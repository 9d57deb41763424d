//! Messages API client against a local fake server.

use memecap::captioning::{
    AnthropicProvider, CAPTION_PROMPT, CaptionProvider, PLACEHOLDER_CAPTION, ProviderError,
    caption_or_placeholder,
};
use memecap::config::ProviderConfig;
use std::io::Read;
use std::sync::mpsc;
use tiny_http::{Header, Response, Server};

/// One request as the fake server saw it.
struct Captured {
    method: String,
    url: String,
    headers: Vec<(String, String)>,
    body: String,
}

impl Captured {
    fn header(&self, name: &str) -> Option<&str> {
        self.headers
            .iter()
            .find(|(field, _)| field == name)
            .map(|(_, value)| value.as_str())
    }
}

/// Answer exactly one request with `status` and `body`, reporting what was
/// received. Returns the API base URL to configure.
fn serve_once(status: u16, body: &'static str) -> (String, mpsc::Receiver<Captured>) {
    let server = Server::http("127.0.0.1:0").unwrap();
    let port = server.server_addr().to_ip().unwrap().port();
    let (tx, rx) = mpsc::channel();

    std::thread::spawn(move || {
        let mut request = server.recv().unwrap();
        let mut received = String::new();
        request.as_reader().read_to_string(&mut received).unwrap();
        let captured = Captured {
            method: request.method().to_string(),
            url: request.url().to_string(),
            headers: request
                .headers()
                .iter()
                .map(|h| {
                    (
                        h.field.as_str().as_str().to_ascii_lowercase(),
                        h.value.as_str().to_string(),
                    )
                })
                .collect(),
            body: received,
        };
        let response = Response::from_string(body)
            .with_status_code(status)
            .with_header("Content-Type: application/json".parse::<Header>().unwrap());
        request.respond(response).unwrap();
        tx.send(captured).unwrap();
    });

    (format!("http://127.0.0.1:{port}/v1"), rx)
}

fn provider(api_url: String) -> AnthropicProvider {
    let settings = ProviderConfig {
        api_url,
        timeout_secs: 5,
        ..ProviderConfig::default()
    };
    AnthropicProvider::new(settings, Some("test-key".to_string())).unwrap()
}

#[tokio::test]
async fn sends_image_and_prompt_and_returns_caption() {
    let (url, rx) = serve_once(
        200,
        r#"{"id":"msg_01","type":"message","role":"assistant",
            "content":[{"type":"text","text":"Me pretending to work\n"}],
            "stop_reason":"end_turn"}"#,
    );

    let caption = provider(url)
        .request_caption(b"fake image bytes", "image/jpg")
        .await
        .unwrap();
    assert_eq!(caption, "Me pretending to work");

    let seen = rx.recv().unwrap();
    assert_eq!(seen.method, "POST");
    assert_eq!(seen.url, "/v1/messages");
    assert_eq!(seen.header("x-api-key"), Some("test-key"));
    assert_eq!(seen.header("anthropic-version"), Some("2023-06-01"));
    assert!(
        seen.header("content-type")
            .is_some_and(|v| v.starts_with("application/json"))
    );

    let body: serde_json::Value = serde_json::from_str(&seen.body).unwrap();
    assert_eq!(body["model"], "claude-sonnet-4-20250514");
    assert_eq!(body["max_tokens"], 1000);
    let content = &body["messages"][0]["content"];
    assert_eq!(body["messages"][0]["role"], "user");
    assert_eq!(content[0]["type"], "image");
    assert_eq!(content[0]["source"]["type"], "base64");
    // "image/jpg" is normalised before sending
    assert_eq!(content[0]["source"]["media_type"], "image/jpeg");
    assert_eq!(content[0]["source"]["data"], "ZmFrZSBpbWFnZSBieXRlcw==");
    assert_eq!(content[1]["type"], "text");
    assert_eq!(content[1]["text"], CAPTION_PROMPT);
}

#[tokio::test]
async fn unknown_media_type_is_sent_as_jpeg() {
    let (url, rx) = serve_once(200, r#"{"content":[{"type":"text","text":"ok"}]}"#);
    provider(url)
        .request_caption(b"tiff bytes", "image/tiff")
        .await
        .unwrap();
    let body: serde_json::Value = serde_json::from_str(&rx.recv().unwrap().body).unwrap();
    assert_eq!(
        body["messages"][0]["content"][0]["source"]["media_type"],
        "image/jpeg"
    );
}

#[tokio::test]
async fn error_status_keeps_api_message() {
    let (url, _rx) = serve_once(
        529,
        r#"{"type":"error","error":{"type":"overloaded_error","message":"Overloaded"}}"#,
    );
    let result = provider(url).request_caption(b"x", "image/png").await;
    match result {
        Err(ProviderError::Status { status, message }) => {
            assert_eq!(status, 529);
            assert_eq!(message, "Overloaded (overloaded_error)");
        }
        other => panic!("expected status error, got {other:?}"),
    }
}

#[tokio::test]
async fn missing_text_shows_placeholder() {
    let (url, _rx) = serve_once(200, r#"{"content":[{"type":"image"}]}"#);
    let result = provider(url).request_caption(b"x", "image/png").await;
    assert!(matches!(result, Err(ProviderError::Malformed(_))));
    assert_eq!(caption_or_placeholder(result), PLACEHOLDER_CAPTION);
}

#[tokio::test]
async fn unreachable_server_is_a_network_error() {
    // Bind and drop to get a port nobody listens on.
    let port = {
        let server = Server::http("127.0.0.1:0").unwrap();
        server.server_addr().to_ip().unwrap().port()
    };
    let result = provider(format!("http://127.0.0.1:{port}/v1"))
        .request_caption(b"x", "image/png")
        .await;
    assert!(matches!(result, Err(ProviderError::Network(_))));
}
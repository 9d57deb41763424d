//! Caption compositing with pure-Rust software rendering.
//!
//! | Step | Crate / function |
//! |---|---|
//! | **Font size, wrap width, line pitch** | pure functions in [`layout`] |
//! | **Word wrap** | [`layout::wrap_words`], measuring through the surface |
//! | **Outline + fill** | `imageproc::drawing::draw_text_mut` on an `RgbaImage` |
//! | **Font** | `ab_glyph`, discovered by [`font::resolve_font`] |
//! | **Export** | PNG via the `image` crate |
//!
//! The module is split into:
//! - **Layout**: pure functions for sizes and line breaking (unit testable)
//! - **Style**: data structures describing how text should look
//! - **Surface**: [`DrawingSurface`] / [`RenderBackend`] traits + [`RasterBackend`]
//! - **Compositor**: [`compose`], combining layout with a surface

pub mod compositor;
pub mod font;
pub mod layout;
pub mod raster_surface;
pub mod style;
pub mod surface;

pub use compositor::{compose, plan_layout};
pub use layout::TextLayout;
pub use raster_surface::{RasterBackend, RasterSurface};
pub use style::{RenderOptions, TextAlign, TextStyle};
pub use surface::{DrawingSurface, RenderBackend, RenderError};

## Task prompt
Identify all lines in the records above with the word "Overloaded".

## Completed exercise
        r#"{"type":"error","error":{"type":"overloaded_error","message":"Overloaded"}}"#,
            assert_eq!(message, "Overloaded (overloaded_error)");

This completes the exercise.